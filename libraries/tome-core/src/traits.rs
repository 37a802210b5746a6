/// Collaborator traits for Tome
use crate::error::{EngineError, Result};
use crate::types::{BookId, SessionSnapshot, TrackSource};
use std::sync::Arc;

/// Asynchronous notification from a loaded engine handle
#[derive(Debug, Clone, PartialEq, Eq)]
pub enum EngineEvent {
    /// The loaded track played to its end
    Completed,

    /// Decoding or output failed while the track was loaded
    Error(String),
}

/// Callback registered with the engine on every load
///
/// May be invoked from any thread. Implementations must stop invoking the
/// callback of a handle once it has been released.
pub type EngineEventCallback = Arc<dyn Fn(EngineEvent) + Send + Sync>;

/// Audio engine adapter
///
/// Thin wrapper around one physical decode/playback engine. Holds at most
/// one loaded track; the session controller owns the adapter exclusively.
pub trait AudioEngine: Send {
    /// Open `source`, replacing nothing (callers release first)
    ///
    /// Returns the track duration in milliseconds (0 when unknown).
    ///
    /// # Errors
    /// Returns `EngineError::Load` if the source cannot be opened or probed
    fn load(
        &mut self,
        source: &TrackSource,
        on_event: EngineEventCallback,
    ) -> std::result::Result<u64, EngineError>;

    /// Start or resume output
    fn play(&mut self) -> std::result::Result<(), EngineError>;

    /// Pause output, keeping the position
    fn pause(&mut self) -> std::result::Result<(), EngineError>;

    /// Move the read position of the loaded track
    fn seek_to(&mut self, position_ms: u64) -> std::result::Result<(), EngineError>;

    /// Current position in milliseconds (0 when nothing is loaded)
    fn position_ms(&self) -> u64;

    /// Duration of the loaded track in milliseconds (0 when unknown)
    fn duration_ms(&self) -> u64;

    /// Whether output is running
    fn is_playing(&self) -> bool;

    /// Release the loaded track and every resource attached to it
    ///
    /// Calling this with nothing loaded is a no-op.
    fn release(&mut self);
}

/// Durable per-book snapshot storage
///
/// One record per book identity, overwritten on every save. Readers other
/// than the session controller may observe stale records.
pub trait SessionStore: Send + Sync {
    /// Read the snapshot stored for `book_id`
    ///
    /// # Errors
    /// Returns an error if the backing storage cannot be read or the record is corrupt
    fn load(&self, book_id: &BookId) -> Result<Option<SessionSnapshot>>;

    /// Overwrite the record for `snapshot.book_identity`
    ///
    /// # Errors
    /// Returns an error if the record cannot be written
    fn save(&self, snapshot: &SessionSnapshot) -> Result<()>;

    /// Every decodable snapshot; corrupt records are skipped
    ///
    /// # Errors
    /// Returns an error if the backing storage cannot be read
    fn load_all(&self) -> Result<Vec<SessionSnapshot>>;

    /// Remove the record for `book_id`, returning whether one existed
    ///
    /// # Errors
    /// Returns an error if the backing storage cannot be written
    fn clear(&self, book_id: &BookId) -> Result<bool>;

    /// Block until every save accepted so far has reached the backing storage
    ///
    /// Stores that write synchronously have nothing to wait for.
    ///
    /// # Errors
    /// Returns an error if pending writes can no longer complete
    fn flush(&self) -> Result<()> {
        Ok(())
    }
}

impl<T: SessionStore + ?Sized> SessionStore for Arc<T> {
    fn load(&self, book_id: &BookId) -> Result<Option<SessionSnapshot>> {
        (**self).load(book_id)
    }

    fn save(&self, snapshot: &SessionSnapshot) -> Result<()> {
        (**self).save(snapshot)
    }

    fn load_all(&self) -> Result<Vec<SessionSnapshot>> {
        (**self).load_all()
    }

    fn clear(&self, book_id: &BookId) -> Result<bool> {
        (**self).clear(book_id)
    }

    fn flush(&self) -> Result<()> {
        (**self).flush()
    }
}
//! Error types for session control

use thiserror::Error;

/// Session controller errors
///
/// Only input validation reaches callers as `Err`; engine failures are
/// reported through [`crate::SessionEvent::Error`] and never returned.
#[derive(Debug, Error, Clone, PartialEq, Eq)]
pub enum SessionError {
    /// Book has no tracks
    #[error("Book '{name}' has no audio files")]
    EmptyBook { name: String },

    /// Track is unreadable or inaccessible
    #[error("File is not accessible: {name}")]
    TrackUnavailable { index: usize, name: String },

    /// Engine could not open the track
    #[error("Cannot load audio file: {name}: {reason}")]
    EngineLoad { name: String, reason: String },

    /// Engine failed after a successful load
    #[error("Playback error: {0}")]
    EngineRuntime(String),

    /// Queue or track index out of range
    #[error("Index {index} out of range (len {len})")]
    InvalidIndex { index: usize, len: usize },

    /// Removal would leave the queue empty
    #[error("Cannot remove the last queue entry")]
    LastQueueEntry,

    /// Operation needs a loaded book
    #[error("No book loaded")]
    NoBookLoaded,

    /// Session service task has stopped
    #[error("Session service closed")]
    ServiceClosed,

    /// Invalid configuration
    #[error("Configuration error: {0}")]
    Config(String),
}

/// Result type for session operations
pub type Result<T> = std::result::Result<T, SessionError>;
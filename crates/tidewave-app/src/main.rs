//! Tidewave - session engine host
//!
//! Reads one JSON command per stdin line, drives the browser session and
//! writes one JSON reply per stdout line. Logs go to stderr.

mod host;
mod ipc;

use anyhow::Context;
use clap::Parser;
use host::{spawn_reader, Host};
use rand::rngs::StdRng;
use rand::SeedableRng;
use std::path::PathBuf;
use tidewave_core::{
    init_logging, Config, JsonFileStore, LogConfig, LogFormat, MemoryStore, PersistentStore,
};
use tidewave_shell::BrowserSession;
use tokio::io::BufReader;
use tracing::{error, info};

#[derive(Parser, Debug)]
#[command(name = "tidewave")]
#[command(about = "Simulated browser session engine driven by JSON commands")]
#[command(version)]
struct Args {
    /// JSON configuration file
    #[arg(short, long)]
    config: Option<PathBuf>,

    /// Directory for persisted session state (overrides the config)
    #[arg(long)]
    data_dir: Option<PathBuf>,

    /// Keep all state in memory; nothing survives the process
    #[arg(long)]
    memory: bool,

    /// Seed for the simulation RNG, for reproducible runs
    #[arg(long)]
    seed: Option<u64>,

    /// Log output format: pretty, compact or json
    #[arg(long, default_value = "pretty")]
    log_format: LogFormat,

    /// Verbose logging
    #[arg(short, long)]
    verbose: bool,
}

fn main() {
    let args = Args::parse();

    let log_config = if args.verbose {
        LogConfig::debug()
    } else {
        LogConfig::default()
    };
    init_logging(log_config.with_format(args.log_format));

    info!("Starting Tidewave...");

    if let Err(e) = run(args) {
        error!("Fatal: {:#}", e);
        std::process::exit(1);
    }
}

fn run(args: Args) -> anyhow::Result<()> {
    let mut config = match args.config {
        Some(ref path) => Config::load(path)
            .with_context(|| format!("loading config from {}", path.display()))?,
        None => Config::default(),
    };
    if let Some(dir) = args.data_dir {
        config.data_dir = dir;
    }

    let store: Box<dyn PersistentStore> = if args.memory {
        info!("Using in-memory store");
        Box::new(MemoryStore::new())
    } else {
        Box::new(JsonFileStore::open(&config.data_dir)?)
    };

    let export_dir = std::env::current_dir().unwrap_or_else(|_| config.data_dir.clone());
    let rng = match args.seed {
        Some(seed) => {
            info!("Simulation seed: {}", seed);
            StdRng::seed_from_u64(seed)
        }
        None => StdRng::from_entropy(),
    };

    let runtime = tokio::runtime::Builder::new_current_thread()
        .enable_all()
        .build()
        .context("building runtime")?;

    runtime.block_on(async move {
        let session = BrowserSession::open(store, config).with_rng(rng);
        let (host, loads_rx) = Host::new(session, export_dir);
        let (commands, reader) = spawn_reader(BufReader::new(tokio::io::stdin()));

        let session = host.run(loads_rx, commands, tokio::io::stdout()).await?;
        reader.abort();

        info!(
            url = %session.current_url(),
            bookmarks = session.bookmarks().len(),
            "Session closed"
        );
        Ok::<(), anyhow::Error>(())
    })
}
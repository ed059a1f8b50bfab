//! End-to-end navigation behavior of the session controller

use rand::rngs::StdRng;
use rand::{Rng, SeedableRng};
use tidewave_core::types::PageVariant;
use tidewave_core::{Config, MemoryStore};
use tidewave_shell::{BrowserSession, NEW_TAB_URL};

fn session() -> BrowserSession<MemoryStore> {
    BrowserSession::open(MemoryStore::new(), Config::default()).with_rng(StdRng::seed_from_u64(7))
}

#[test]
fn query_classification() {
    let mut session = session();

    session.navigate("wikipedia.org");
    assert_eq!(session.active_page(), PageVariant::External);
    assert_eq!(session.current_url(), "https://wikipedia.org");

    session.navigate("best coffee shop");
    assert_eq!(session.active_page(), PageVariant::SearchResults);
    assert_eq!(
        session.current_url(),
        "internal://search?q=best%20coffee%20shop"
    );
    assert_eq!(session.search_results().len(), 8);
}

#[test]
fn explicit_scheme_is_kept() {
    let mut session = session();
    session.navigate("http://example.com/a b");
    assert_eq!(session.current_url(), "http://example.com/a b");
    assert_eq!(session.active_page(), PageVariant::External);
}

#[test]
fn forward_truncation() {
    let mut session = session();
    session.navigate("a.example");
    session.navigate("b.example");
    session.navigate("c.example");
    assert_eq!(session.history().current_index(), 3);

    assert!(session.back());
    session.navigate("d.example");

    assert_eq!(
        session.history().entries(),
        &[
            NEW_TAB_URL.to_string(),
            "https://a.example".to_string(),
            "https://b.example".to_string(),
            "https://d.example".to_string(),
        ]
    );
    assert_eq!(session.history().current_index(), 3);
    assert!(!session.history().can_go_forward());
}

#[test]
fn history_index_stays_in_range() {
    let mut rng = StdRng::seed_from_u64(42);
    let mut session = session();
    let inputs = ["", "rust", "docs.rs", "https://x.example", "a b c"];

    for _ in 0..500 {
        match rng.gen_range(0..4) {
            0 => {
                let input = inputs[rng.gen_range(0..inputs.len())];
                session.navigate(input);
            }
            1 => {
                session.back();
            }
            2 => {
                session.forward();
            }
            _ => {
                session.reload();
            }
        }

        let history = session.history();
        assert!(history.current_index() < history.len());
        assert_eq!(session.current_url(), history.entries()[history.current_index()]);
    }
}

#[test]
fn only_latest_load_completes() {
    let mut session = session();
    let search = session.navigate("slow query").expect("search load");
    let external = session.navigate("fast.example").expect("external load");

    assert!(search.latency < external.latency);
    // The shorter search timer fires first but belongs to a superseded load.
    assert!(!session.finish_load(search.generation));
    assert!(session.is_loading());
    assert!(session.finish_load(external.generation));
    assert!(!session.is_loading());
}

#[test]
fn traversal_does_not_start_loading() {
    let mut session = session();
    let pending = session.navigate("a.example").unwrap();
    session.finish_load(pending.generation);
    let pending = session.navigate("b.example").unwrap();
    session.finish_load(pending.generation);

    assert!(session.back());
    assert!(!session.is_loading());
    assert!(session.forward());
    assert!(!session.is_loading());
}

#[test]
fn search_page_survives_traversal() {
    let mut session = session();
    session.navigate("ownership and borrowing");
    let first = session.search_results().to_vec();
    session.navigate("");
    session.back();

    assert_eq!(session.active_query(), "ownership and borrowing");
    assert_eq!(session.search_results(), first.as_slice());
}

● ● ● ●

__TO DO__: Report each line of the entries where the word "Parser" occurs.

__ANSWER BOX__:
use clap::Parser;
#[derive(Parser, Debug)]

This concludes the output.